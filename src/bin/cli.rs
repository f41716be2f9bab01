use clap::{Parser, Subcommand, ValueEnum};
use octofhir_ruleguard::*;
use std::path::{Path, PathBuf};
use std::sync::Arc;
use tracing_subscriber::EnvFilter;

#[derive(Parser)]
#[command(name = "ruleguard")]
#[command(about = "Validate FHIR documents against declarative rules")]
#[command(version)]
struct Cli {
    /// Enable debug logging (overridden by RUST_LOG)
    #[arg(short, long, global = true)]
    verbose: bool,

    #[command(subcommand)]
    command: Commands,
}

#[derive(Clone, Copy, ValueEnum)]
enum OutputFormat {
    Json,
    Text,
}

#[derive(Subcommand)]
enum Commands {
    /// Validate a document with a rule set
    Validate {
        /// Path to the document (a Bundle or a single resource)
        #[arg(short, long)]
        document: PathBuf,
        /// Path to a JSON array of rule definitions
        #[arg(short, long)]
        rules: PathBuf,
        /// Value set contents used by code checks
        #[arg(short, long)]
        terminology: Option<PathBuf>,
        /// Engine configuration
        #[arg(short, long)]
        config: Option<PathBuf>,
        /// Structure model enabling the authoritative lane
        #[arg(short, long)]
        model: Option<PathBuf>,
        /// Output format
        #[arg(short, long, value_enum, default_value = "text")]
        format: OutputFormat,
    },
    /// Review a rule set without validating anything
    Review {
        /// Path to a JSON array of rule definitions
        #[arg(short, long)]
        rules: PathBuf,
        /// Engine configuration
        #[arg(short, long)]
        config: Option<PathBuf>,
        /// Output format
        #[arg(short, long, value_enum, default_value = "text")]
        format: OutputFormat,
    },
}

#[tokio::main]
async fn main() -> std::result::Result<(), Box<dyn std::error::Error>> {
    let cli = Cli::parse();

    let default_level = if cli.verbose { "debug" } else { "warn" };
    tracing_subscriber::fmt()
        .with_env_filter(
            EnvFilter::try_from_default_env().unwrap_or_else(|_| EnvFilter::new(default_level)),
        )
        .with_writer(std::io::stderr)
        .init();

    let failed = match cli.command {
        Commands::Validate {
            document,
            rules,
            terminology,
            config,
            model,
            format,
        } => {
            validate_document(
                &document,
                &rules,
                terminology.as_deref(),
                config.as_deref(),
                model.as_deref(),
                format,
            )
            .await?
        }
        Commands::Review {
            rules,
            config,
            format,
        } => review_rules(&rules, config.as_deref(), format)?,
    };

    if failed {
        std::process::exit(1);
    }
    Ok(())
}

fn load_config(path: Option<&Path>) -> Result<EngineConfig> {
    match path {
        Some(path) => EngineConfig::from_file(path),
        None => Ok(EngineConfig::default()),
    }
}

async fn validate_document(
    document_path: &Path,
    rules_path: &Path,
    terminology_path: Option<&Path>,
    config_path: Option<&Path>,
    model_path: Option<&Path>,
    format: OutputFormat,
) -> std::result::Result<bool, Box<dyn std::error::Error>> {
    let config = load_config(config_path)?;
    let rules = RuleSet::from_file(rules_path, &config)?;
    let document: serde_json::Value = serde_json::from_str(&std::fs::read_to_string(document_path)?)?;

    let mut context = ValidationContext::new(config);
    if let Some(path) = terminology_path {
        context = context.with_terminology(TerminologySet::from_file(path)?);
    }
    if let Some(path) = model_path {
        let model = StructureModel::from_file(path)?;
        tracing::info!(types = model.type_count(), "loaded structure model");
        context = context.with_authoritative_evaluator(Arc::new(SchemaEvaluator::new(model)));
    }

    for rule_id in rules.report().blocked_rule_ids() {
        tracing::warn!(rule_id, "rule blocked by governance, skipped");
    }

    let validator = Validator::new(context);
    let diagnostics = validator
        .validate_concurrent(Arc::new(document), Arc::new(rules))
        .await?;
    let failed = diagnostics.iter().any(Diagnostic::is_error);

    match format {
        OutputFormat::Json => println!("{}", serde_json::to_string_pretty(&diagnostics)?),
        OutputFormat::Text => {
            if diagnostics.is_empty() {
                println!("✅ No violations found");
            } else {
                println!("❌ {} diagnostic(s):\n", diagnostics.len());
                for diagnostic in &diagnostics {
                    println!(
                        "  {} [{}] entry {}: {}",
                        match diagnostic.severity {
                            Severity::Error => "ERROR",
                            Severity::Warning => "WARN",
                            Severity::Information => "INFO",
                        },
                        diagnostic.error_code,
                        diagnostic.collection_entry_index,
                        diagnostic.message
                    );
                    println!("    at: {}", diagnostic.pointer);
                    if let Some(rule_id) = &diagnostic.rule_id {
                        println!("    rule: {rule_id}");
                    }
                }
            }
        }
    }

    Ok(failed)
}

fn review_rules(
    rules_path: &Path,
    config_path: Option<&Path>,
    format: OutputFormat,
) -> std::result::Result<bool, Box<dyn std::error::Error>> {
    let config = load_config(config_path)?;
    let definitions: Vec<RuleDefinition> =
        serde_json::from_str(&std::fs::read_to_string(rules_path)?)?;
    let report = review_rule_set(&definitions, &config);

    match format {
        OutputFormat::Json => println!("{}", serde_json::to_string_pretty(&report)?),
        OutputFormat::Text => {
            println!("Governance status: {}", report.status);
            for finding in &report.findings {
                println!("  {} [{}] {}", finding.severity, finding.code, finding.rule_id);
            }
        }
    }

    Ok(report.status == GovernanceSeverity::Blocked)
}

----------------

- [Activity] Copy out the material above in its entirety, exactly.

- [Answer box]
filename src/bin/cli.rs
repository f41716be2f9bab01
use clap::{Parser, Subcommand, ValueEnum};
use octofhir_ruleguard::*;
use std::path::{Path, PathBuf};
use std::sync::Arc;
use tracing_subscriber::EnvFilter;

#[derive(Parser)]
#[command(name = "ruleguard")]
#[command(about = "Validate FHIR documents against declarative rules")]
#[command(version)]
struct Cli {
    /// Enable debug logging (overridden by RUST_LOG)
    #[arg(short, long, global = true)]
    verbose: bool,

    #[command(subcommand)]
    command: Commands,
}

#[derive(Clone, Copy, ValueEnum)]
enum OutputFormat {
    Json,
    Text,
}

#[derive(Subcommand)]
enum Commands {
    /// Validate a document with a rule set
    Validate {
        /// Path to the document (a Bundle or a single resource)
        #[arg(short, long)]
        document: PathBuf,
        /// Path to a JSON array of rule definitions
        #[arg(short, long)]
        rules: PathBuf,
        /// Value set contents used by code checks
        #[arg(short, long)]
        terminology: Option<PathBuf>,
        /// Engine configuration
        #[arg(short, long)]
        config: Option<PathBuf>,
        /// Structure model enabling the authoritative lane
        #[arg(short, long)]
        model: Option<PathBuf>,
        /// Output format
        #[arg(short, long, value_enum, default_value = "text")]
        format: OutputFormat,
    },
    /// Review a rule set without validating anything
    Review {
        /// Path to a JSON array of rule definitions
        #[arg(short, long)]
        rules: PathBuf,
        /// Engine configuration
        #[arg(short, long)]
        config: Option<PathBuf>,
        /// Output format
        #[arg(short, long, value_enum, default_value = "text")]
        format: OutputFormat,
    },
}

#[tokio::main]
async fn main() -> std::result::Result<(), Box<dyn std::error::Error>> {
    let cli = Cli::parse();

    let default_level = if cli.verbose { "debug" } else { "warn" };
    tracing_subscriber::fmt()
        .with_env_filter(
            EnvFilter::try_from_default_env().unwrap_or_else(|_| EnvFilter::new(default_level)),
        )
        .with_writer(std::io::stderr)
        .init();

    let failed = match cli.command {
        Commands::Validate {
            document,
            rules,
            terminology,
            config,
            model,
            format,
        } => {
            validate_document(
                &document,
                &rules,
                terminology.as_deref(),
                config.as_deref(),
                model.as_deref(),
                format,
            )
            .await?
        }
        Commands::Review {
            rules,
            config,
            format,
        } => review_rules(&rules, config.as_deref(), format)?,
    };

    if failed {
        std::process::exit(1);
    }
    Ok(())
}

fn load_config(path: Option<&Path>) -> Result<EngineConfig> {
    match path {
        Some(path) => EngineConfig::from_file(path),
        None => Ok(EngineConfig::default()),
    }
}

async fn validate_document(
    document_path: &Path,
    rules_path: &Path,
    terminology_path: Option<&Path>,
    config_path: Option<&Path>,
    model_path: Option<&Path>,
    format: OutputFormat,
) -> std::result::Result<bool, Box<dyn std::error::Error>> {
    let config = load_config(config_path)?;
    let rules = RuleSet::from_file(rules_path, &config)?;
    let document: serde_json::Value = serde_json::from_str(&std::fs::read_to_string(document_path)?)?;

    let mut context = ValidationContext::new(config);
    if let Some(path) = terminology_path {
        context = context.with_terminology(TerminologySet::from_file(path)?);
    }
    if let Some(path) = model_path {
        let model = StructureModel::from_file(path)?;
        tracing::info!(types = model.type_count(), "loaded structure model");
        context = context.with_authoritative_evaluator(Arc::new(SchemaEvaluator::new(model)));
    }

    for rule_id in rules.report().blocked_rule_ids() {
        tracing::warn!(rule_id, "rule blocked by governance, skipped");
    }

    let validator = Validator::new(context);
    let diagnostics = validator
        .validate_concurrent(Arc::new(document), Arc::new(rules))
        .await?;
    let failed = diagnostics.iter().any(Diagnostic::is_error);

    match format {
        OutputFormat::Json => println!("{}", serde_json::to_string_pretty(&diagnostics)?),
        OutputFormat::Text => {
            if diagnostics.is_empty() {
                println!("✅ No violations found");
            } else {
                println!("❌ {} diagnostic(s):\n", diagnostics.len());
                for diagnostic in &diagnostics {
                    println!(
                        "  {} [{}] entry {}: {}",
                        match diagnostic.severity {
                            Severity::Error => "ERROR",
                            Severity::Warning => "WARN",
                            Severity::Information => "INFO",
                        },
                        diagnostic.error_code,
                        diagnostic.collection_entry_index,
                        diagnostic.message
                    );
                    println!("    at: {}", diagnostic.pointer);
                    if let Some(rule_id) = &diagnostic.rule_id {
                        println!("    rule: {rule_id}");
                    }
                }
            }
        }
    }

    Ok(failed)
}

fn review_rules(
    rules_path: &Path,
    config_path: Option<&Path>,
    format: OutputFormat,
) -> std::result::Result<bool, Box<dyn std::error::Error>> {
    let config = load_config(config_path)?;
    let definitions: Vec<RuleDefinition> =
        serde_json::from_str(&std::fs::read_to_string(rules_path)?)?;
    let report = review_rule_set(&definitions, &config);

    match format {
        OutputFormat::Json => println!("{}", serde_json::to_string_pretty(&report)?),
        OutputFormat::Text => {
            println!("Governance status: {}", report.status);
            for finding in &report.findings {
                println!("  {} [{}] {}", finding.severity, finding.code, finding.rule_id);
            }
        }
    }

    Ok(report.status == GovernanceSeverity::Blocked)
}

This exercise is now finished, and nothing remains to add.